Takeaway: Retrainability in this field isn’t about coding skills. It’s about proving you can sit at the intersection of AI outputs, human judgment, and organisational influence.
🌟 Case in Point: From Planner to AI-Literate Insight Lead
Not every story is one of anxiety. One senior brand planner we spoke to recently has already pivoted successfully. Faced with shrinking budgets and rising expectations, she took the lead in experimenting with generative AI tools to accelerate early research synthesis.
Instead of fearing replacement, she positioned herself as the translator: testing outputs, spotting blind spots, and shaping them into compelling recommendations for senior leadership.
Her reward? A newly created role as Insight Innovation Lead, where she now guides how the business blends AI with traditional research.
The lesson: Retrainability isn’t just about technical skills.
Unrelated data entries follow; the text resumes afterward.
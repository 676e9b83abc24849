use std::sync::Arc;

use anyhow::{anyhow, Result};
use tracing::{info, warn};

use super::forms::{event_form_schema, FormAction, FormOutcome, FormSchema, FormState, FormSubmission};
use super::models::{Event, EventChannel};
use crate::storage::EventStorage;

/// Service for the events section: form-driven creation plus CRUD
pub struct EventService<S: EventStorage> {
    storage: Arc<S>,
    schema: FormSchema,
}

impl<S: EventStorage> EventService<S> {
    pub fn new(storage: Arc<S>) -> Self {
        Self {
            storage,
            schema: event_form_schema(),
        }
    }

    pub fn form_schema(&self) -> &FormSchema {
        &self.schema
    }

    /// Fresh state for the create dialog
    pub fn new_form(&self) -> FormState {
        FormState::new(&self.schema)
    }

    /// Form state pre-filled from a stored event, for the edit dialog
    pub fn edit_form(&self, event: &Event) -> Result<FormState> {
        let mut state = self.new_form();
        let mut fields = vec![
            ("title", event.title.clone()),
            ("description", event.description.clone().unwrap_or_default()),
            ("channel", event.channel.kind().to_string()),
            ("date", event.date.clone()),
            ("time", event.time.clone()),
            ("capacity", event.capacity.to_string()),
        ];
        if let Some(platform) = event.channel.platform() {
            fields.push(("platform", platform.to_string()));
        }
        if let Some(location) = event.channel.location() {
            fields.push(("location", location.to_string()));
        }
        if let EventChannel::Online { meeting_link: Some(link), .. }
        | EventChannel::Hybrid { meeting_link: Some(link), .. } = &event.channel
        {
            fields.push(("meeting_link", link.clone()));
        }

        for (field, value) in fields {
            state.apply(&self.schema, FormAction::Set { field: field.to_string(), value })?;
        }
        Ok(state)
    }

    /// Validate the form and store the resulting event
    pub fn submit_new(&self, state: &mut FormState) -> Result<Event> {
        let submission = self.submit(state)?;
        let event = Event::from_submission(Event::generate_id(), &submission)?;
        self.storage.store_event(&event)?;
        info!("Created {} event {}", event.channel.kind(), event.id);
        Ok(event)
    }

    /// Validate the form and replace the stored event
    pub fn submit_edit(&self, event_id: &str, state: &mut FormState) -> Result<Event> {
        if self.storage.get_event(event_id)?.is_none() {
            return Err(anyhow!("Event not found: {}", event_id));
        }
        let submission = self.submit(state)?;
        let event = Event::from_submission(event_id.to_string(), &submission)?;
        self.storage.update_event(&event)?;
        Ok(event)
    }

    pub fn get_event(&self, event_id: &str) -> Result<Option<Event>> {
        self.storage.get_event(event_id)
    }

    pub fn list_events(&self) -> Result<Vec<Event>> {
        self.storage.list_events()
    }

    pub fn delete_event(&self, event_id: &str) -> Result<bool> {
        let deleted = self.storage.delete_event(event_id)?;
        if !deleted {
            warn!("Event not found: {}", event_id);
        }
        Ok(deleted)
    }

    fn submit(&self, state: &mut FormState) -> Result<FormSubmission> {
        match state.apply(&self.schema, FormAction::Submit)? {
            FormOutcome::Submitted(submission) => Ok(submission),
            FormOutcome::Invalid(errors) => {
                let fields: Vec<&str> = errors.keys().map(String::as_str).collect();
                Err(anyhow!("Event form has invalid fields: {}", fields.join(", ")))
            }
            FormOutcome::Updated => Err(anyhow!("Event form was not submitted")),
        }
    }
}

#[cfg(test)]
mod tests {
    use super::*;
    use crate::storage::{EventRepository, InMemoryConnection};

    fn setup_test() -> EventService<EventRepository> {
        EventService::new(Arc::new(EventRepository::new(InMemoryConnection::new())))
    }

    fn fill(service: &EventService<EventRepository>, state: &mut FormState, pairs: &[(&str, &str)]) {
        for (field, value) in pairs {
            state.apply(service.form_schema(), FormAction::set(field, value)).unwrap();
        }
    }

    #[test]
    fn test_submit_new_offline_event() {
        let service = setup_test();
        let mut state = service.new_form();
        fill(
            &service,
            &mut state,
            &[
                ("title", "Art Therapy Circle"),
                ("channel", "offline"),
                ("location", "Moda Studio"),
                ("date", "2024-07-10"),
                ("time", "18:30"),
                ("capacity", "8"),
            ],
        );

        let event = service.submit_new(&mut state).unwrap();
        assert_eq!(event.channel, EventChannel::Offline { location: "Moda Studio".to_string() });
        assert_eq!(service.list_events().unwrap(), vec![event]);
    }

    #[test]
    fn test_invalid_form_is_not_stored() {
        let service = setup_test();
        let mut state = service.new_form();
        fill(&service, &mut state, &[("title", "No platform"), ("date", "2024-07-10"), ("time", "18:30")]);

        let err = service.submit_new(&mut state).unwrap_err();
        assert!(err.to_string().contains("platform"));
        assert!(state.errors().contains_key("platform"));
        assert!(service.list_events().unwrap().is_empty());
    }

    #[test]
    fn test_edit_round_trip() {
        let service = setup_test();
        let mut state = service.new_form();
        fill(
            &service,
            &mut state,
            &[
                ("title", "Webinar"),
                ("platform", "zoom"),
                ("meeting_link", "https://zoom.us/j/1"),
                ("date", "2024-07-10"),
                ("time", "19:00"),
            ],
        );
        let event = service.submit_new(&mut state).unwrap();

        let mut edit = service.edit_form(&event).unwrap();
        assert_eq!(edit.value("meeting_link"), Some("https://zoom.us/j/1"));

        fill(&service, &mut edit, &[("channel", "hybrid"), ("location", "Besiktas")]);
        let updated = service.submit_edit(&event.id, &mut edit).unwrap();

        assert_eq!(updated.id, event.id);
        assert_eq!(updated.channel.location(), Some("Besiktas"));
        assert_eq!(updated.channel.platform(), Some("zoom"));
        assert_eq!(service.get_event(&event.id).unwrap(), Some(updated));

        assert!(service.delete_event(&event.id).unwrap());
        assert!(service.submit_edit(&event.id, &mut edit).is_err());
    }
}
It’s about curiosity, experimentation, and making yourself the person who shows others how to use new tools wisely.
👤 People Move: Retrainability at the Top
EY has promoted Nicola Morini Bianzino, its global Chief Technology Officer, into the role of Global Managing Partner for Client Technology.
What makes the move interesting isn’t just the title change, but what it signals: the firm’s most retrainable leaders are those who can pivot from technical depth into client-facing influence.
Why it matters: Retrainability isn’t just for analysts. At the top level, the people rising fastest are those who can bridge worlds: from technologist to strategist, from data to story, from back office to boardroom.
✂️ Closing Thought
AI isn’t just another tool in the strategist’s kit. It’s a sorting mechanism. The winners won’t be those who know the most — but those who prove, day in and day out, that they can be retrained, reinvented, and still matter.
👉 In the AI era, retrainability is your strategy.